Hearing loss results in many limitations in the development of individuals. In countries such as Brazil with an unstable economic structure and an alarming unemployment rate, competition for jobs is immense. Moreover, the lack of information about disability coupled with the possible belief that disabled individuals will be less productive could result in questions about their capacity for work (1). Communication is indicative of the quality of life, and thus, deaf professionals need an inclusive society that allows them to work in various areas, including healthcare (2).

The Brazilian Census of 2000 identified 5,735,099 people with hearing impairment, a number greater than that of individuals with physical or mental disabilities and slightly lower than the number of people with motor disabilities (3). In a study conducted in Canoas (RS) (4), 6.8% of the local population was identified to have disabling hearing loss. Considering that the current Brazilian population consists of approximately 190 million people, more than 10 million individuals in this country have disabling hearing loss (over 41 dB) (4).

Importantly, the new terminology of the World Health Organization published under the title "International Classification of Functioning Disability and Health-CIF" (5) suggests a possibility of change in the paradigm of health. This context no longer has the causation of diseases as object, considering their impact on quality of life. This classification emphasizes the positive aspects of the subject's health condition, and thus, its title was changed to incorporate functionality and health terms. Terms such as "impairment" or "handicaps" were abandoned, and the new classification uses functionality to refer to all body functions, activities, and participation. Similarly, the word "disability" is an umbrella term encompassing deficiencies, limitations of activities, and restriction in participation (6,7).

In addition to the nonauditory consequences of the disability, there is a disadvantage imposed by hearing loss or auditory disability, which limits the individual's psychosocial functioning. Represented by social and emotional manifestations, the handicap/participation restriction can be strongly felt in the family and work environment (8,9).

The use of a hearing aid (HA) associated with auditory rehabilitation can be considered a means of problem solving to minimize the difficulties (activity limitation) and disadvantages (participation restriction) experienced by individuals with hearing disabilities. Activity limitation refers to the difficulty faced by an individual in performing activities. Participation constraint refers to the problems that an individual may have in the form or extent of their involvement in everyday situations (10,11).

In some work situations, individuals are reluctant to expose their hearing loss for fear that others will judge their inability. This is particularly true for health professionals such as doctors and nurses who need normal hearing to evaluate patients by auscultation (12). Auscultation is the hearing of sounds produced by the body. These sounds are due to the vibration of structures between their origin and the body surface. They can be captured directly by the examiner (direct auscultation) or with the aid of a stethoscope (indirect auscultation), and they can be evaluated by their intensity, frequency, and quality of sound (13).

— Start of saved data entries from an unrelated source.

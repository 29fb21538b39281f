//! Procedural macros for the docbind project.
//!
//! `#[derive(Entity)]` implements `docbind::entity::Entity` for a struct:
//!
//! ```ignore
//! use docbind::prelude::*;
//! use serde::{Serialize, Deserialize};
//!
//! #[derive(Debug, Clone, Serialize, Deserialize, Entity)]
//! #[entity(name = "Orders")]
//! pub struct Order {
//!     #[entity(required)]
//!     pub status: String,
//!     #[entity(reference = "Customers")]
//!     pub customer: ObjectId,
//!     #[entity(references = "Items")]
//!     pub items: Vec<ObjectId>,
//! }
//! ```
//!
//! Container attributes:
//! - `name = "..."` sets the entity name; defaults to the type name.
//! - `base = "..."` makes the entity a discriminator of another entity.
//!
//! Field attributes:
//! - `required` declares the field required in the bound schema.
//! - `reference = "..."` declares a single-id reference to an entity.
//! - `references = "..."` declares an array-of-ids reference to an entity.
//! - `rename = "..."` sets the stored field name; defaults to the field name.

#[allow(unused_extern_crates)]
extern crate self as docbind_macros;

use proc_macro::TokenStream;
use proc_macro2::TokenStream as TokenStream2;
use quote::quote;
use syn::{Data, DeriveInput, Fields, LitStr, parse_macro_input, spanned::Spanned};

#[proc_macro_derive(Entity, attributes(entity))]
pub fn derive_entity(input: TokenStream) -> TokenStream {
    let input = parse_macro_input!(input as DeriveInput);

    expand_entity(input)
        .unwrap_or_else(syn::Error::into_compile_error)
        .into()
}

#[derive(Default)]
struct ContainerAttrs {
    name: Option<LitStr>,
    base: Option<LitStr>,
}

enum Reference {
    Single(LitStr),
    Many(LitStr),
}

#[derive(Default)]
struct FieldAttrs {
    rename: Option<LitStr>,
    required: bool,
    reference: Option<Reference>,
}

fn container_attrs(input: &DeriveInput) -> syn::Result<ContainerAttrs> {
    let mut attrs = ContainerAttrs::default();

    for attr in input.attrs.iter().filter(|a| a.path().is_ident("entity")) {
        attr.parse_nested_meta(|meta| {
            if meta.path.is_ident("name") {
                attrs.name = Some(meta.value()?.parse()?);
                Ok(())
            } else if meta.path.is_ident("base") {
                attrs.base = Some(meta.value()?.parse()?);
                Ok(())
            } else {
                Err(meta.error("expected `name` or `base`"))
            }
        })?;
    }

    Ok(attrs)
}

fn field_attrs(field: &syn::Field) -> syn::Result<FieldAttrs> {
    let mut attrs = FieldAttrs::default();

    for attr in field.attrs.iter().filter(|a| a.path().is_ident("entity")) {
        attr.parse_nested_meta(|meta| {
            if meta.path.is_ident("required") {
                attrs.required = true;
            } else if meta.path.is_ident("rename") {
                attrs.rename = Some(meta.value()?.parse()?);
            } else if meta.path.is_ident("reference") {
                attrs.reference = Some(Reference::Single(meta.value()?.parse()?));
            } else if meta.path.is_ident("references") {
                attrs.reference = Some(Reference::Many(meta.value()?.parse()?));
            } else {
                return Err(meta.error("expected `required`, `rename`, `reference` or `references`"));
            }
            Ok(())
        })?;
    }

    Ok(attrs)
}

fn schema_fields(input: &DeriveInput) -> syn::Result<Vec<TokenStream2>> {
    let fields = match &input.data {
        Data::Struct(data) => match &data.fields {
            Fields::Named(named) => &named.named,
            Fields::Unit => return Ok(Vec::new()),
            Fields::Unnamed(unnamed) => {
                return Err(syn::Error::new(unnamed.span(), "Entity cannot be derived for tuple structs"));
            }
        },
        _ => return Err(syn::Error::new(input.span(), "Entity can only be derived for structs")),
    };

    let mut defs = Vec::new();

    for field in fields {
        let attrs = field_attrs(field)?;

        if !attrs.required && attrs.reference.is_none() {
            continue;
        }

        let name = match (&attrs.rename, &field.ident) {
            (Some(rename), _) => rename.value(),
            (None, Some(ident)) => ident.to_string(),
            (None, None) => continue,
        };

        let mut def = match &attrs.reference {
            Some(Reference::Single(entity)) => quote! {
                ::docbind::schema::FieldDef::new(#name, ::docbind::schema::FieldKind::ObjectId).reference(#entity)
            },
            Some(Reference::Many(entity)) => quote! {
                ::docbind::schema::FieldDef::new(#name, ::docbind::schema::FieldKind::Array).reference(#entity)
            },
            None => quote! {
                ::docbind::schema::FieldDef::new(#name, ::docbind::schema::FieldKind::Any)
            },
        };

        if attrs.required {
            def = quote! { #def.required() };
        }

        defs.push(def);
    }

    Ok(defs)
}

fn expand_entity(input: DeriveInput) -> syn::Result<TokenStream2> {
    let container = container_attrs(&input)?;
    let fields = schema_fields(&input)?;

    let ident = &input.ident;
    let (impl_generics, ty_generics, where_clause) = input.generics.split_for_impl();

    let name = container
        .name
        .map(|lit| lit.value())
        .unwrap_or_else(|| ident.to_string());

    let base = match container.base {
        Some(base) => quote! { ::core::option::Option::Some(#base) },
        None => quote! { ::core::option::Option::None },
    };

    Ok(quote! {
        impl #impl_generics ::docbind::entity::Entity for #ident #ty_generics #where_clause {
            fn entity_name() -> &'static str {
                #name
            }

            fn schema() -> ::docbind::schema::Schema {
                ::docbind::schema::Schema::builder()
                    #(.field(#fields))*
                    .build()
            }

            fn base_entity() -> ::core::option::Option<&'static str> {
                #base
            }
        }
    })
}
//! Numbered pages over a datastore.
//!
//! [`Datastore::fetch_page`](crate::datastore::Datastore::fetch_page) turns a
//! [`PaginationParams`] into a skip/limit window and wraps the result in a
//! [`Page`] together with the total count and the neighbouring page numbers.

use serde::{Deserialize, Serialize};

/// A single page of results.
///
/// # Example
///
/// ```ignore
/// use docbind::page::Page;
///
/// let page: Page<String> = Page::builder(vec!["item1".to_string()])
///     .with_count(100)
///     .with_next_page(Some(2))
///     .build();
///
/// assert_eq!(page.items.len(), 1);
/// assert_eq!(page.count, 100);
/// ```
#[derive(Serialize, Deserialize, Debug, Clone, PartialEq)]
pub struct Page<T> {
    /// The items contained in this page.
    pub items: Vec<T>,
    /// Total count of items across all pages.
    pub count: usize,
    /// The next page number (if more pages exist).
    pub next_page: Option<usize>,
    /// The previous page number (if this is not the first page).
    pub previous_page: Option<usize>,
}

impl<T> Page<T> {
    pub fn builder(items: Vec<T>) -> PageBuilder<T> {
        PageBuilder::new(items)
    }
}

impl<T> Default for Page<T> {
    fn default() -> Self {
        Self {
            items: Vec::new(),
            count: 0,
            next_page: None,
            previous_page: None,
        }
    }
}

pub struct PageBuilder<T> {
    items: Vec<T>,
    count: usize,
    next_page: Option<usize>,
    previous_page: Option<usize>,
}

impl<T> PageBuilder<T> {
    pub fn new(items: Vec<T>) -> Self {
        Self {
            items,
            count: 0,
            next_page: None,
            previous_page: None,
        }
    }

    /// Sets the total count of items across all pages.
    pub fn with_count(mut self, count: usize) -> Self {
        self.count = count;
        self
    }

    pub fn with_next_page(mut self, next_page: Option<usize>) -> Self {
        self.next_page = next_page;
        self
    }

    pub fn with_previous_page(mut self, previous_page: Option<usize>) -> Self {
        self.previous_page = previous_page;
        self
    }

    pub fn build(self) -> Page<T> {
        Page {
            items: self.items,
            count: self.count,
            next_page: self.next_page,
            previous_page: self.previous_page,
        }
    }
}

/// Which page to fetch and how large pages are. Pages are 1-indexed.
#[derive(Serialize, Deserialize, Debug, Clone, PartialEq)]
pub struct PaginationParams {
    pub page: usize,
    pub per_page: usize,
}

impl PaginationParams {
    pub fn new(page: usize, per_page: usize) -> Self {
        Self { page, per_page }
    }

    /// Number of items to skip to reach this page. Page 0 is read as page 1.
    pub fn offset(&self) -> usize {
        self.page.saturating_sub(1) * self.per_page
    }
}

impl Default for PaginationParams {
    fn default() -> Self {
        Self { page: 1, per_page: 10 }
    }
}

The stethoscope is a device used to amplify body sounds such as those made by the heart and lungs (13). The apparatus consists of 2 ear tips that fit in the ear of the examiner, 1 or 2 conductor tubes through which sound is conducted, and a bell or diaphragm that is placed in the body of the examinee to amplify body sounds (14).

The use of the stethoscope usually represents a challenge for health professionals who use HAs and cochlear implants (CIs) (14). For an effective adaptation, the stethoscope should be easy to manipulate and engage to the HA or CI, portable, and able to faithfully reproduce the sounds of the body.

With this assumption, this study aimed to describe HAs fitted to stethoscopes used by 2 healthcare students with bilateral hearing loss.


This study was approved by the Ethics and Research Committee under protocol n.043/2007. The subjects signed an informed consent form authorizing the release of the results.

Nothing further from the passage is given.